PROMPT =>
Please copy every line of the data in which the string "verb" appears.

PROVIDED RECORDS =>
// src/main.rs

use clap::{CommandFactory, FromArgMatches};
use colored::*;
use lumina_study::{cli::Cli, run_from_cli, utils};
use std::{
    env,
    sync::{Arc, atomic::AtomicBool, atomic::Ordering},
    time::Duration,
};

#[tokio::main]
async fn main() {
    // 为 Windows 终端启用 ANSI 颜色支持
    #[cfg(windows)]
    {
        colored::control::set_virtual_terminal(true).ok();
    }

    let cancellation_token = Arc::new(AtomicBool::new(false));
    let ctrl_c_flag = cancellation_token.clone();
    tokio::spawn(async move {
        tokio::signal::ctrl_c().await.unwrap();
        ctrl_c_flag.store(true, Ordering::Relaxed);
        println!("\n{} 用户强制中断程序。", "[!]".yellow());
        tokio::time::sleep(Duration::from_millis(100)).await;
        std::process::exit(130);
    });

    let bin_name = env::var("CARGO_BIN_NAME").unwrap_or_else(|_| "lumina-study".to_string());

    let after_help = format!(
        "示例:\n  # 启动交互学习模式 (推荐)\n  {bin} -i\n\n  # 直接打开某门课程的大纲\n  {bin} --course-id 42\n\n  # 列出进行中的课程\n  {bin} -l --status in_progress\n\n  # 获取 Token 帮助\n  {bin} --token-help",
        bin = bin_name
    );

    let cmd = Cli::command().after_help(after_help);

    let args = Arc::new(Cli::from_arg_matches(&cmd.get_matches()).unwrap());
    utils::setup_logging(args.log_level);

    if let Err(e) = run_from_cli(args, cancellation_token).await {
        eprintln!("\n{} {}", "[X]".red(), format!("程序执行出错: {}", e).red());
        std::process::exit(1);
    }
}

--

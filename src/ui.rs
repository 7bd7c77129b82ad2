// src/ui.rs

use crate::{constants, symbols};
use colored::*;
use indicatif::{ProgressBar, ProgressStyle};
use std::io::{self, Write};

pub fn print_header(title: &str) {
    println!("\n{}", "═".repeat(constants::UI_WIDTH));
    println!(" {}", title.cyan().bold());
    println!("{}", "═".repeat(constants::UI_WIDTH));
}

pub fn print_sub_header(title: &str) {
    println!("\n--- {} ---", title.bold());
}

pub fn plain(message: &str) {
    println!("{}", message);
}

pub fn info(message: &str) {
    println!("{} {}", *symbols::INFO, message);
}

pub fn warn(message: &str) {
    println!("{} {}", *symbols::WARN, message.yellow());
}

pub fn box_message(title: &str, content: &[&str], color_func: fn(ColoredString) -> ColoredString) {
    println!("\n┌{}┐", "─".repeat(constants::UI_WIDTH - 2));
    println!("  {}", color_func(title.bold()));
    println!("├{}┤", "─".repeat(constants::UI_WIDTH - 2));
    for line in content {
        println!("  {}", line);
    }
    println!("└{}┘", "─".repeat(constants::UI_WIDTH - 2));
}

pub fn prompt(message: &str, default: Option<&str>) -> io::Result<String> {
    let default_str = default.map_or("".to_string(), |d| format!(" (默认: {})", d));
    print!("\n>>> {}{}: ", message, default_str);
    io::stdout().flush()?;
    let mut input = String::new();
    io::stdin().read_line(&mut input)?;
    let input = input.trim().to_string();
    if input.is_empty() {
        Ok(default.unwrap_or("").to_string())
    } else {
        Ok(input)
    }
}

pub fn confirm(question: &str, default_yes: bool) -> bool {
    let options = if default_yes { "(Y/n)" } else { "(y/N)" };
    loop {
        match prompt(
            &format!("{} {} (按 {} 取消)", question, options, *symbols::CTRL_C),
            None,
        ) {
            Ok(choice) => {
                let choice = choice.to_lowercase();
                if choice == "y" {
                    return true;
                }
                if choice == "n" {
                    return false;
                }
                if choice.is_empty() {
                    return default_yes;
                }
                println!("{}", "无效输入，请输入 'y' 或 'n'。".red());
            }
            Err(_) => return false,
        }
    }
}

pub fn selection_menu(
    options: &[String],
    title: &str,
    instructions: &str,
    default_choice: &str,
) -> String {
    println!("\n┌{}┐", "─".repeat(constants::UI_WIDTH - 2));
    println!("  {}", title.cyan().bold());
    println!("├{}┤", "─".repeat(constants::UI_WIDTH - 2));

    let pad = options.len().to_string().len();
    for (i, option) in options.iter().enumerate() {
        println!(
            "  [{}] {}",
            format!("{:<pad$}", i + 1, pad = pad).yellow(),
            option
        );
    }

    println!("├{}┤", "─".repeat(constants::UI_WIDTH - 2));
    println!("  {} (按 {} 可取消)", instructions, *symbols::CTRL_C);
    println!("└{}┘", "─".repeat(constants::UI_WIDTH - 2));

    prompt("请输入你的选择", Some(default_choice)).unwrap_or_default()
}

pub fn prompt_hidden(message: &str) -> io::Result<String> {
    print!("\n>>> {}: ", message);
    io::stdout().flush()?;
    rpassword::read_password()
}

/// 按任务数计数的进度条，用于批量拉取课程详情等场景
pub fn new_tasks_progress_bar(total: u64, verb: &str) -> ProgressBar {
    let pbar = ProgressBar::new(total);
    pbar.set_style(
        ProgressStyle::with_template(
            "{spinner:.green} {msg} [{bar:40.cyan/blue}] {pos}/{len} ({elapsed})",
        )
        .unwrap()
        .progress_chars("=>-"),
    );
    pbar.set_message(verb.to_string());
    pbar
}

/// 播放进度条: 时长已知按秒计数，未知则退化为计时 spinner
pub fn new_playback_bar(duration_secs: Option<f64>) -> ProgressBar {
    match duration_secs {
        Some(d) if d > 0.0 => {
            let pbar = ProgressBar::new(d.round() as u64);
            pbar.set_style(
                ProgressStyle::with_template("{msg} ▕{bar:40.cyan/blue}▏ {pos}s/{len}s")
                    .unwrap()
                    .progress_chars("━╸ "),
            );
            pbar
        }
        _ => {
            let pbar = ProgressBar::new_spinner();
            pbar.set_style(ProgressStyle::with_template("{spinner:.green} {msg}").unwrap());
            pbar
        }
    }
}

--

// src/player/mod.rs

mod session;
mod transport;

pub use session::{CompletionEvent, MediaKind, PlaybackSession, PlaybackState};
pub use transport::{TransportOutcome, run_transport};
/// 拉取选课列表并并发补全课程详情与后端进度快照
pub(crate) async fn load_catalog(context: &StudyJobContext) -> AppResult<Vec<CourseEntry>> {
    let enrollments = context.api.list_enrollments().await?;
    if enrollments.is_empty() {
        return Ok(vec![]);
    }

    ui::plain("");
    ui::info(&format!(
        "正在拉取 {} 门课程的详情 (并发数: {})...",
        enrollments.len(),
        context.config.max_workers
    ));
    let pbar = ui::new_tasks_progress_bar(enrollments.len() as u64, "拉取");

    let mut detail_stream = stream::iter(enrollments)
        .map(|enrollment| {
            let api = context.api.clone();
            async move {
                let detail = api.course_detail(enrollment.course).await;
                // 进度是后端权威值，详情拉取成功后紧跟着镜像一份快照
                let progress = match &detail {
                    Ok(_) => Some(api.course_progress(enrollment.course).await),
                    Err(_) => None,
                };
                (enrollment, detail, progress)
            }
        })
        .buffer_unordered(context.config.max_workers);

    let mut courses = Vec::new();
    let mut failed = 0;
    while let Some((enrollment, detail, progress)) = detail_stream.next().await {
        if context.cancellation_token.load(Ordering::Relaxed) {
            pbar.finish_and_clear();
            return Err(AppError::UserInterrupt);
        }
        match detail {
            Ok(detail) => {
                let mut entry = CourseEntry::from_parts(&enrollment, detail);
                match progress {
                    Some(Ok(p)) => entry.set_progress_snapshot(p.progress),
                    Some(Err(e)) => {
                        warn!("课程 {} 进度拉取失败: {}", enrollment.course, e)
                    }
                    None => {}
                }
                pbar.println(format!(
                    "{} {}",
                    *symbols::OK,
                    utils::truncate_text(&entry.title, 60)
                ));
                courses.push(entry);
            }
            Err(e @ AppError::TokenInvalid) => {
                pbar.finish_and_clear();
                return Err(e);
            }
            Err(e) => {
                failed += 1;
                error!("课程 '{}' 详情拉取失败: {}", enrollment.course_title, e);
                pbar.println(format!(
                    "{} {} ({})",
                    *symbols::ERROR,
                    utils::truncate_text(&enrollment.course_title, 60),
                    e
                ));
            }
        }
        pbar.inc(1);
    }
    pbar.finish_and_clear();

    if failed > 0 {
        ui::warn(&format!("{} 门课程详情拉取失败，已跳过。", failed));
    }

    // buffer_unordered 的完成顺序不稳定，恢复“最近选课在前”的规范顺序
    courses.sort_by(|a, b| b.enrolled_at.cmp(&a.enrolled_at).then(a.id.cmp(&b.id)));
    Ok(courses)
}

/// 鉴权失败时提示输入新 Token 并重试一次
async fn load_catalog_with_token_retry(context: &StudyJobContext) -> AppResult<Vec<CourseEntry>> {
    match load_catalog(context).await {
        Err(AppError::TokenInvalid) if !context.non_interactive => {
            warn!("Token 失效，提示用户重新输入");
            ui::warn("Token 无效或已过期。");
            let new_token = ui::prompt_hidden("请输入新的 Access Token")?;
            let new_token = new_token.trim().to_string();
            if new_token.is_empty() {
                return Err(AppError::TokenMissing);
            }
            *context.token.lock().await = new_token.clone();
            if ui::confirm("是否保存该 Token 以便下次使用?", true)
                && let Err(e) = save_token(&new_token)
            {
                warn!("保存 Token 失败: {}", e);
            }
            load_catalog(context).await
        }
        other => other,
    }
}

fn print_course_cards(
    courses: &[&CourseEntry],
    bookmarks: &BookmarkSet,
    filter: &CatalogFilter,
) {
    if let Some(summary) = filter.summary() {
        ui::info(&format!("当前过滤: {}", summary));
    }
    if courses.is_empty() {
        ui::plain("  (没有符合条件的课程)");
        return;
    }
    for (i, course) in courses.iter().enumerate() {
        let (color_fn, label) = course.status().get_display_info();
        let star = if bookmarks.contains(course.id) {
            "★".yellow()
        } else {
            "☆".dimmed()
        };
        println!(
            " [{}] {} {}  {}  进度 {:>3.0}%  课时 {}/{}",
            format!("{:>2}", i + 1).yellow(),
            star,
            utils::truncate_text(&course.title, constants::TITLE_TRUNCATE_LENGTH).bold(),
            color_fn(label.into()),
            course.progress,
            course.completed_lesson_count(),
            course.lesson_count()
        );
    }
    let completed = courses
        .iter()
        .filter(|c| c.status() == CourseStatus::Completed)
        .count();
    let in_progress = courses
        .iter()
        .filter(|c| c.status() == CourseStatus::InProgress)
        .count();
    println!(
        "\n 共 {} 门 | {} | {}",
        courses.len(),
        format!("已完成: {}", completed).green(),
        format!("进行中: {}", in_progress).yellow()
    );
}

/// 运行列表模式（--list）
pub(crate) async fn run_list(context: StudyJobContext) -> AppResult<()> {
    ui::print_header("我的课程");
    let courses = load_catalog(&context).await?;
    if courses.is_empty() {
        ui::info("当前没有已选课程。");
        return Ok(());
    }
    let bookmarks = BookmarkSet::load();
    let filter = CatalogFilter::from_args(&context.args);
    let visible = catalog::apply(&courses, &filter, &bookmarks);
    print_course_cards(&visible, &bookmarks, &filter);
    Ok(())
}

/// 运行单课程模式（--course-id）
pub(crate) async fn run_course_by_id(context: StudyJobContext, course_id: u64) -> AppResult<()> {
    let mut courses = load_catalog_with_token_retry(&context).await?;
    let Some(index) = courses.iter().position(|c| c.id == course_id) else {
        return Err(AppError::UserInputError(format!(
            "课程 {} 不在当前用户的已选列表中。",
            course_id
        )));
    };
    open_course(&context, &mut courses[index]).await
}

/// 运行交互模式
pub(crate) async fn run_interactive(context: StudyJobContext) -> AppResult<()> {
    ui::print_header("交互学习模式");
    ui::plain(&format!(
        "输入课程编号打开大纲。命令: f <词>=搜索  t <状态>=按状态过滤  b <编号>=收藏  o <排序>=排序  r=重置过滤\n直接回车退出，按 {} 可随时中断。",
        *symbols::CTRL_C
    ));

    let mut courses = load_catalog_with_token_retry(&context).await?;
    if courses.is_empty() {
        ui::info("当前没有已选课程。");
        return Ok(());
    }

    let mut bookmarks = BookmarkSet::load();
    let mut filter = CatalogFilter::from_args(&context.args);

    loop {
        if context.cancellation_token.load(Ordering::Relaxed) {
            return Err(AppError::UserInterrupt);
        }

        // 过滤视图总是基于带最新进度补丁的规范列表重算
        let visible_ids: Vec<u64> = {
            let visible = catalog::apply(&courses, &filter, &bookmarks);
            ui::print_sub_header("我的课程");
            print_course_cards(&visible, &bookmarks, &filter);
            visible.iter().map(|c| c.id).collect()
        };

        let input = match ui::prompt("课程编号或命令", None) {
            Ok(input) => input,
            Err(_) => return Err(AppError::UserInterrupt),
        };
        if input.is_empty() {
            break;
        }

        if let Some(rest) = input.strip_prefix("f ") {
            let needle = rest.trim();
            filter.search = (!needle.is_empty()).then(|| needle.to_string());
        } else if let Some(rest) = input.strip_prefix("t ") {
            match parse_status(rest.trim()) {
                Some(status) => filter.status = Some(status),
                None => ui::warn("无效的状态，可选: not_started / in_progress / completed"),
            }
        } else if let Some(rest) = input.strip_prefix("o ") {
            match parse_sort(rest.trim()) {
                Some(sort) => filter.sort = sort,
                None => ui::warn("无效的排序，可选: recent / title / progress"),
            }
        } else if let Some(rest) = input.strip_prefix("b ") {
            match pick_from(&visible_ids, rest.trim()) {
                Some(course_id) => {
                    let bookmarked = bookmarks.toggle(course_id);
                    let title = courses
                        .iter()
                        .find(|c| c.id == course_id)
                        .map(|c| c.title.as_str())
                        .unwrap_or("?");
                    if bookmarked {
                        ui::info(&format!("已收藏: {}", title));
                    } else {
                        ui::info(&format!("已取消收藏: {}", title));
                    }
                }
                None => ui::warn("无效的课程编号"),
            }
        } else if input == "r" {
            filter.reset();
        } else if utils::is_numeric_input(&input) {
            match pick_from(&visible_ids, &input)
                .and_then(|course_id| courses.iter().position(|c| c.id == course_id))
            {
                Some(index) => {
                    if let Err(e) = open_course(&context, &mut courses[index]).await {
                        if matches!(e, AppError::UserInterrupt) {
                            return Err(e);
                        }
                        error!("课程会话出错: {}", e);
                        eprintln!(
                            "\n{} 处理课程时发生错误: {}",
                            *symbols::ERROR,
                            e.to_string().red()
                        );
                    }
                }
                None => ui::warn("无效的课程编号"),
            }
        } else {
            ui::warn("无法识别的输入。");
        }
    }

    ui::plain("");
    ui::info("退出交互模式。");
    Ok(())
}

RESULT OF THIS EXERCISE =>
pub fn new_tasks_progress_bar(total: u64, verb: &str) -> ProgressBar {
    pbar.set_message(verb.to_string());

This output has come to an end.